In his reply, Buttigieg said, “Your voice is important, and my team will consider your thoughts as we work to meet the department’s mission and support the [Biden] administration’s priorities: to help create millions of good-paying jobs; move people and goods safely; revitalize communities that have been left behind; tackle the climate crisis, and enable our country to compete and win in the global economy.”
“I hope you will continue to share your views and to follow our work,” Buttigieg said.
In her letter, King-Hinds said by the end of FY 2023, on Sept. 30, “we will exhaust all the federal funds we have received.”
Unfortunately, she said, unlike most jurisdictions in the continental U.S., the CNMI's tourism industry has not recovered and is nowhere close to reaching pre-pandemic levels despite “the remarkable investments that the CNMI government has made to invigorate the tourism industry.”
She said as the end of FY 2023 approaches, “it has become apparent that the airlines will not resume service to pre-pandemic levels by the end of this fiscal year.”
As of September 2022, she said, airline enplanements at the Francisco C. Ada/Saipan International Airport were at 21% of pre-pandemic activity. International passenger traffic had decreased from average monthly enplanements of 38,518 in FY 2019 to 7,909 in FY 2022.
In FY 2022, she said, two airlines, Air Busan and Air Seoul, ceased operations. Since the beginning of FY 2023, an additional airline had also ceased operations and another airline had suspended activity.
These reductions in airline activity have led to significant reductions in revenue, King-Hinds said.
She said the CNMI economy “will never recover unless alternative markets are pursued, or alternative industries are created.”

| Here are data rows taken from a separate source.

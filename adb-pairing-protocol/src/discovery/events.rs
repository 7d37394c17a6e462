//! Discovery Event System
//!
//! Presence changes of pairing services on the local network.

use crate::pairing::PairingEndpoint;

/// A pairing service appeared or went away
#[derive(Debug, Clone, PartialEq, Eq, Hash)]
pub struct PresenceEvent {
    /// Where the service listens
    pub endpoint: PairingEndpoint,
    /// `true` when advertised, `false` when withdrawn
    pub present: bool,
}

impl PresenceEvent {
    pub fn appeared(endpoint: PairingEndpoint) -> Self {
        Self {
            endpoint,
            present: true,
        }
    }

    pub fn vanished(endpoint: PairingEndpoint) -> Self {
        Self {
            endpoint,
            present: false,
        }
    }

    /// Check if this event announces a reachable service
    pub fn is_present(&self) -> bool {
        self.present
    }
}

The challenges in reviving the Korean tourism market include an unstable U.S. dollar to Korean won exchange rate, the Bank of Korea’s interest rate increase, the high airline operating costs, the mandatory vaccinations to enter the U.S., and the CNMI’s limited marketing budget, King-Hinds said.

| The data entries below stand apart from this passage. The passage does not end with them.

mod config;
mod diagnostics;

use adb_pairing_protocol::identity::FileKeyValueStore;
use adb_pairing_protocol::{
    PairingEndpoint, PairingKeyStore, PairingOrchestrator, PairingOutcome, ServiceDiscovery,
};
use anyhow::{anyhow, bail, Context, Result};
use clap::Parser;
use diagnostics::{Cli, Command, IdentityCommand};
use std::net::SocketAddr;
use std::sync::Arc;
use std::time::Duration;
use tokio::io::{AsyncBufReadExt, BufReader};
use tracing::{debug, info, warn};

use config::Config;

/// Main daemon state
struct Daemon {
    config: Config,
    orchestrator: PairingOrchestrator,
}

impl Daemon {
    fn new(config: Config) -> Result<Self> {
        config
            .ensure_directories()
            .context("Failed to create daemon directories")?;

        let store = Arc::new(FileKeyValueStore::new(config.identity_store_dir()));
        let key_store = Arc::new(PairingKeyStore::new(store, config.device.name.clone()));
        let discovery = ServiceDiscovery::mdns(config.discovery_config());
        let orchestrator =
            PairingOrchestrator::new(key_store, discovery, config.pairing_config());

        Ok(Self {
            config,
            orchestrator,
        })
    }

    /// Run one pairing attempt and print the authorized peer
    async fn pair(&self, endpoint: PairingEndpoint, code: &str) -> Result<()> {
        let outcome = tokio::select! {
            outcome = self.orchestrator.submit_code(endpoint, code) => outcome,
            _ = tokio::signal::ctrl_c() => {
                self.orchestrator.stop().await;
                bail!("Pairing interrupted");
            }
        };

        match outcome {
            PairingOutcome::Success(record) => {
                println!(
                    "Paired with {} at {}",
                    record.peer_name, record.endpoint_identity
                );
                println!(
                    "{}",
                    serde_json::to_string_pretty(&record)
                        .context("Failed to serialize peer record")?
                );
                Ok(())
            }
            PairingOutcome::Failed(e) => Err(anyhow!(e.user_message())
                .context(format!("Pairing failed ({})", e.reason()))),
        }
    }

    /// Print presence changes until interrupted or `timeout` elapses
    async fn discover(&self, timeout: Option<Duration>) -> Result<()> {
        let mut presence = self.orchestrator.start_discovery().await;
        let deadline = async {
            match timeout {
                Some(limit) => tokio::time::sleep(limit).await,
                None => std::future::pending().await,
            }
        };
        tokio::pin!(deadline);

        loop {
            tokio::select! {
                event = presence.recv() => match event {
                    Some(event) if event.present => println!("+ {}", event.endpoint),
                    Some(event) => println!("- {}", event.endpoint),
                    None => break,
                },
                _ = &mut deadline => break,
                _ = tokio::signal::ctrl_c() => break,
            }
        }

        self.orchestrator.stop_discovery().await;
        Ok(())
    }

    /// Watch for the pairing service and pair with codes typed on stdin
    ///
    /// A line holds either a code (for the last service seen) or a port or
    /// `host:port` followed by a code.
    async fn run(&self) -> Result<()> {
        let mut presence = self.orchestrator.start_discovery().await;
        let mut lines = BufReader::new(tokio::io::stdin()).lines();
        let mut last_seen: Option<PairingEndpoint> = None;

        println!("Open \"Pair device with pairing code\" in Wireless debugging, then type the code.");

        loop {
            tokio::select! {
                event = presence.recv() => match event {
                    Some(event) if event.present => {
                        println!("Pairing service found at {}", event.endpoint);
                        last_seen = Some(event.endpoint);
                    }
                    Some(event) => {
                        println!("Pairing service at {} went away", event.endpoint);
                        if last_seen.as_ref() == Some(&event.endpoint) {
                            last_seen = None;
                        }
                    }
                    None => {
                        debug!("Presence stream closed");
                        presence = self.orchestrator.start_discovery().await;
                    }
                },
                line = lines.next_line() => {
                    let Some(line) = line.context("Failed to read standard input")? else {
                        break;
                    };
                    if line.trim().is_empty() {
                        continue;
                    }

                    let (endpoint, code) = match parse_request(&line, last_seen.as_ref()) {
                        Ok(request) => request,
                        Err(e) => {
                            eprintln!("{}", e);
                            continue;
                        }
                    };

                    match self.pair(endpoint, &code).await {
                        Ok(()) => break,
                        Err(e) => eprintln!("{:#}", e),
                    }
                }
                _ = tokio::signal::ctrl_c() => {
                    info!("Interrupted");
                    break;
                }
            }
        }

        self.orchestrator.stop().await;
        Ok(())
    }

    fn show_identity(&self) -> Result<()> {
        let identity = self
            .orchestrator
            .key_store()
            .get()
            .map_err(|e| anyhow!(e.user_message()))?;

        println!("Name: {}", identity.device_name());
        println!("Fingerprint: {}", identity.fingerprint());
        println!("Store: {:?}", self.config.identity_store_dir());
        Ok(())
    }

    fn reset_identity(&self) -> Result<()> {
        let identity = self
            .orchestrator
            .key_store()
            .reset()
            .map_err(|e| anyhow!(e.user_message()))?;

        println!("New fingerprint: {}", identity.fingerprint());
        println!("Earlier pairings no longer work; pair again.");
        Ok(())
    }
}

/// Split an input line into an endpoint and a code
fn parse_request(
    line: &str,
    last_seen: Option<&PairingEndpoint>,
) -> std::result::Result<(PairingEndpoint, String), String> {
    let parts: Vec<&str> = line.split_whitespace().collect();
    match parts.as_slice() {
        [code] => match last_seen {
            Some(endpoint) => Ok((endpoint.clone(), code.to_string())),
            None => Err("No pairing service seen yet; type '<port> <code>'".to_string()),
        },
        [target, code] => {
            let endpoint = if let Ok(port) = target.parse::<u16>() {
                PairingEndpoint::local(port)
            } else if let Ok(addr) = target.parse::<SocketAddr>() {
                PairingEndpoint::from(addr)
            } else {
                return Err(format!("Not a port or host:port: {}", target));
            };
            Ok((endpoint, code.to_string()))
        }
        _ => Err("Expected '<code>' or '<port> <code>'".to_string()),
    }
}

fn dump_config(config: &Config) {
    println!("\n=== Daemon Configuration ===");
    println!("\n[Device]");
    println!("Name: {}", config.device.name);

    println!("\n[Pairing]");
    println!("Connect timeout: {} seconds", config.pairing.connect_timeout_secs);
    println!("I/O timeout: {} seconds", config.pairing.io_timeout_secs);
    println!(
        "Stop discovery on success: {}",
        config.pairing.stop_discovery_on_success
    );

    println!("\n[Discovery]");
    println!("Service type: {}", config.discovery.service_type);

    println!("\n[Paths]");
    println!("Config file: {:?}", config.config_path());
    println!("Identity store: {:?}", config.identity_store_dir());
}

#[tokio::main]
async fn main() -> Result<()> {
    let cli = Cli::parse();

    diagnostics::init_logging(&cli).context("Failed to initialize logging")?;

    let config = Config::load().context("Failed to load configuration")?;
    debug!("Configuration loaded from {:?}", config.config_path());

    if let Some(Command::DumpConfig) = &cli.command {
        dump_config(&config);
        return Ok(());
    }

    let daemon = Daemon::new(config).context("Failed to create daemon")?;

    match cli.command {
        None => daemon.run().await,
        Some(Command::Discover { timeout }) => {
            let limit = (timeout > 0).then(|| Duration::from_secs(timeout));
            daemon.discover(limit).await
        }
        Some(Command::Pair { host, port, code }) => {
            daemon.pair(PairingEndpoint::new(host, port), &code).await
        }
        Some(Command::Identity { action }) => match action {
            IdentityCommand::Show => daemon.show_identity(),
            IdentityCommand::Reset { yes: false } => {
                warn!("Identity reset needs --yes");
                bail!("Resetting the identity revokes every pairing; rerun with --yes")
            }
            IdentityCommand::Reset { yes: true } => daemon.reset_identity(),
        },
        Some(Command::DumpConfig) => Ok(()),
    }
}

In revitalizing the Japanese tourism market, the challenges are similar, she added. They include the Japanese people's apprehension of overseas travel; the fact that travel abroad is very expensive; Japan’s “national travel discount” program, which makes domestic travel a more attractive option; and the limited and negative media coverage of overseas travel.
Austerity measures
King-Hinds told Buttigieg that without a reliable revenue source or federal assistance, CPA will be unable to maintain its current operational capacity for FY 2024.

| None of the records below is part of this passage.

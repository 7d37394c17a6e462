//! ADB Wireless Debugging Pairing
//!
//! Pairs this device with its own Wireless debugging service so that our
//! public key becomes a trusted ADB client, no second computer required.
//!
//! ## Pairing Protocol
//!
//! 1. **Discovery**: the pairing service advertises `_adb-tls-pairing._tcp`
//! 2. **TLS**: TLS 1.3 connection, client certificate from our identity key
//! 3. **Key exchange**: SPAKE2 over the six digit code and the TLS exporter
//! 4. **Peer info**: both sides swap AES-GCM encrypted identity records
//! 5. **Result**: decrypting the service's record means the code matched and
//!    our key is now authorized
//!
//! ## Usage
//!
//! ```no_run
//! use adb_pairing_protocol::discovery::{DiscoveryConfig, ServiceDiscovery};
//! use adb_pairing_protocol::identity::{FileKeyValueStore, PairingKeyStore};
//! use adb_pairing_protocol::pairing::{PairingConfig, PairingEndpoint, PairingOrchestrator};
//! use std::sync::Arc;
//!
//! #[tokio::main]
//! async fn main() {
//!     let keys = PairingKeyStore::new(
//!         Arc::new(FileKeyValueStore::new("/data/local/adb-pairing")),
//!         "agent@device",
//!     );
//!     let orchestrator = PairingOrchestrator::new(
//!         Arc::new(keys),
//!         ServiceDiscovery::mdns(DiscoveryConfig::default()),
//!         PairingConfig::default(),
//!     );
//!
//!     let outcome = orchestrator
//!         .submit_code(PairingEndpoint::local(37123), "123456")
//!         .await;
//!     println!("{:?}", outcome.failure_reason());
//! }
//! ```

pub mod code;
pub mod endpoint;
pub mod orchestrator;
pub mod peer_info;
pub mod session;
pub mod state;

// Re-export main types
pub use code::{PairingCode, PAIRING_CODE_LEN};
pub use endpoint::PairingEndpoint;
pub use orchestrator::{PairingConfig, PairingOrchestrator};
pub use peer_info::{PeerInfo, PeerInfoKind, PEER_INFO_SIZE};
pub use session::PairingSession;
pub use state::{AuthorizedPeerRecord, PairingAttempt, PairingOutcome, PairingState};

She said CPA will have to re-implement austerity measures. These may include a reduction in force and operational hours which means there will be periods when CNMI airports may be unable to accommodate aircraft activities, she added.
CPA will also struggle to maintain and advance critical capital port infrastructure projects because funding that should be used to improve port infrastructure will now need to be reallocated to fund CPA’s limited and reduced operations, King-Hinds said.
“It is not our desire to ask for handouts,” she added. “We have implemented a new rate methodology that is intended to allow CPA to be self-sustaining through cost recovery. However, due to the current challenges CPA and the CNMI face, these new rates will make it cost-prohibitive to travel to the CNMI, further crippling our tourism industry. Worse, the cost of inter-island travel will increase, which will harm the communities of Rota and Tinian who rely on air transportation to access medical care and treatment because there are no doctors or proper medical facilities in those communities.”